Collected data entries

_____

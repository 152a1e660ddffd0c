//! Server configuration

use dashboard_model::EditorOptions;
use serde::Deserialize;

/// Server configuration
#[derive(Debug, Clone, Deserialize)]
pub struct Config {
    /// HTTP server host
    #[serde(default = "default_http_host")]
    pub http_host: String,

    /// HTTP server port
    #[serde(default = "default_http_port")]
    pub http_port: u16,

    /// Prefix all API routes are nested under
    #[serde(default = "default_api_prefix")]
    pub api_prefix: String,

    /// Origins allowed by CORS; empty allows any origin
    #[serde(default)]
    pub cors_origins: Vec<String>,

    /// Default syntax mode of the recipe editor
    #[serde(default = "default_editor_mode")]
    pub editor_mode: String,

    #[serde(default = "default_true")]
    pub editor_line_numbers: bool,

    #[serde(default = "default_true")]
    pub editor_line_wrapping: bool,

    #[serde(default = "default_true")]
    pub editor_match_brackets: bool,
}

fn default_http_host() -> String {
    "0.0.0.0".to_string()
}

fn default_http_port() -> u16 {
    8080
}

fn default_api_prefix() -> String {
    "/api/v1".to_string()
}

fn default_editor_mode() -> String {
    EditorOptions::default().mode
}

fn default_true() -> bool {
    true
}

impl Config {
    /// Load configuration from environment variables
    pub fn load() -> anyhow::Result<Self> {
        Ok(Self::from_lookup(|key| std::env::var(key).ok()))
    }

    /// Build configuration from any `DASHBOARD_*` variable source;
    /// unparseable values keep their defaults
    pub fn from_lookup<F>(lookup: F) -> Self
    where
        F: Fn(&str) -> Option<String>,
    {
        let mut config = Config::default();

        if let Some(val) = lookup("DASHBOARD_HTTP_HOST") {
            config.http_host = val;
        }
        if let Some(val) = lookup("DASHBOARD_HTTP_PORT") {
            if let Ok(port) = val.parse() {
                config.http_port = port;
            }
        }
        if let Some(val) = lookup("DASHBOARD_API_PREFIX") {
            config.api_prefix = normalize_prefix(&val);
        }
        if let Some(val) = lookup("DASHBOARD_CORS_ORIGINS") {
            // Parse comma-separated list of origins
            config.cors_origins = val
                .split(',')
                .map(|s| s.trim().to_string())
                .filter(|s| !s.is_empty())
                .collect();
        }
        if let Some(val) = lookup("DASHBOARD_EDITOR_MODE") {
            config.editor_mode = val;
        }
        if let Some(val) = lookup("DASHBOARD_EDITOR_LINE_NUMBERS") {
            if let Ok(flag) = val.parse() {
                config.editor_line_numbers = flag;
            }
        }
        if let Some(val) = lookup("DASHBOARD_EDITOR_LINE_WRAPPING") {
            if let Ok(flag) = val.parse() {
                config.editor_line_wrapping = flag;
            }
        }
        if let Some(val) = lookup("DASHBOARD_EDITOR_MATCH_BRACKETS") {
            if let Ok(flag) = val.parse() {
                config.editor_match_brackets = flag;
            }
        }

        config
    }

    /// Editor options handed to the dashboard
    pub fn editor_options(&self) -> EditorOptions {
        EditorOptions {
            mode: self.editor_mode.clone(),
            line_numbers: self.editor_line_numbers,
            line_wrapping: self.editor_line_wrapping,
            match_brackets: self.editor_match_brackets,
        }
    }
}

/// Leading slash, no trailing slash
fn normalize_prefix(prefix: &str) -> String {
    let trimmed = prefix.trim().trim_matches('/');
    format!("/{}", trimmed)
}

impl Default for Config {
    fn default() -> Self {
        Self {
            http_host: default_http_host(),
            http_port: default_http_port(),
            api_prefix: default_api_prefix(),
            cors_origins: Vec::new(),
            editor_mode: default_editor_mode(),
            editor_line_numbers: default_true(),
            editor_line_wrapping: default_true(),
            editor_match_brackets: default_true(),
        }
    }
}
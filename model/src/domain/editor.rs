//! Editor settings

use schemars::JsonSchema;
use serde::{Deserialize, Serialize};

/// Options of the embedded recipe editor
#[derive(Debug, Clone, PartialEq, Eq, Serialize, Deserialize, JsonSchema)]
#[serde(rename_all = "camelCase")]
pub struct EditorOptions {
    /// Syntax mode, e.g. `text/x-dockerfile`
    pub mode: String,
    pub line_numbers: bool,
    pub line_wrapping: bool,
    pub match_brackets: bool,
}

impl Default for EditorOptions {
    fn default() -> Self {
        Self {
            mode: "text/x-dockerfile".to_string(),
            line_numbers: true,
            line_wrapping: true,
            match_brackets: true,
        }
    }
}

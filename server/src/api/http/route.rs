//! Route parameter handler

use axum::{extract::RawQuery, Json};
use dashboard_model::RouteParams;

/// Decode dashboard route parameters from the query string
///
/// `ideParams` may be repeated, which the typed query extractor cannot
/// express, so the raw query is parsed instead.
pub async fn parse_route_params(RawQuery(query): RawQuery) -> Json<RouteParams> {
    Json(RouteParams::from_query(query.as_deref().unwrap_or_default()))
}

_____

TASK INSTRUCTIONS: Within the data above, the span starting at the line containing "fn default_http_port() ->" and ending at the line containing "to the dashboard" is to be retyped exactly, with no other lines.

ANSWER SPACE:
fn default_http_port() -> u16 {
    8080
}

fn default_api_prefix() -> String {
    "/api/v1".to_string()
}

fn default_editor_mode() -> String {
    EditorOptions::default().mode
}

fn default_true() -> bool {
    true
}

impl Config {
    /// Load configuration from environment variables
    pub fn load() -> anyhow::Result<Self> {
        Ok(Self::from_lookup(|key| std::env::var(key).ok()))
    }

    /// Build configuration from any `DASHBOARD_*` variable source;
    /// unparseable values keep their defaults
    pub fn from_lookup<F>(lookup: F) -> Self
    where
        F: Fn(&str) -> Option<String>,
    {
        let mut config = Config::default();

        if let Some(val) = lookup("DASHBOARD_HTTP_HOST") {
            config.http_host = val;
        }
        if let Some(val) = lookup("DASHBOARD_HTTP_PORT") {
            if let Ok(port) = val.parse() {
                config.http_port = port;
            }
        }
        if let Some(val) = lookup("DASHBOARD_API_PREFIX") {
            config.api_prefix = normalize_prefix(&val);
        }
        if let Some(val) = lookup("DASHBOARD_CORS_ORIGINS") {
            // Parse comma-separated list of origins
            config.cors_origins = val
                .split(',')
                .map(|s| s.trim().to_string())
                .filter(|s| !s.is_empty())
                .collect();
        }
        if let Some(val) = lookup("DASHBOARD_EDITOR_MODE") {
            config.editor_mode = val;
        }
        if let Some(val) = lookup("DASHBOARD_EDITOR_LINE_NUMBERS") {
            if let Ok(flag) = val.parse() {
                config.editor_line_numbers = flag;
            }
        }
        if let Some(val) = lookup("DASHBOARD_EDITOR_LINE_WRAPPING") {
            if let Ok(flag) = val.parse() {
                config.editor_line_wrapping = flag;
            }
        }
        if let Some(val) = lookup("DASHBOARD_EDITOR_MATCH_BRACKETS") {
            if let Ok(flag) = val.parse() {
                config.editor_match_brackets = flag;
            }
        }

        config
    }

    /// Editor options handed to the dashboard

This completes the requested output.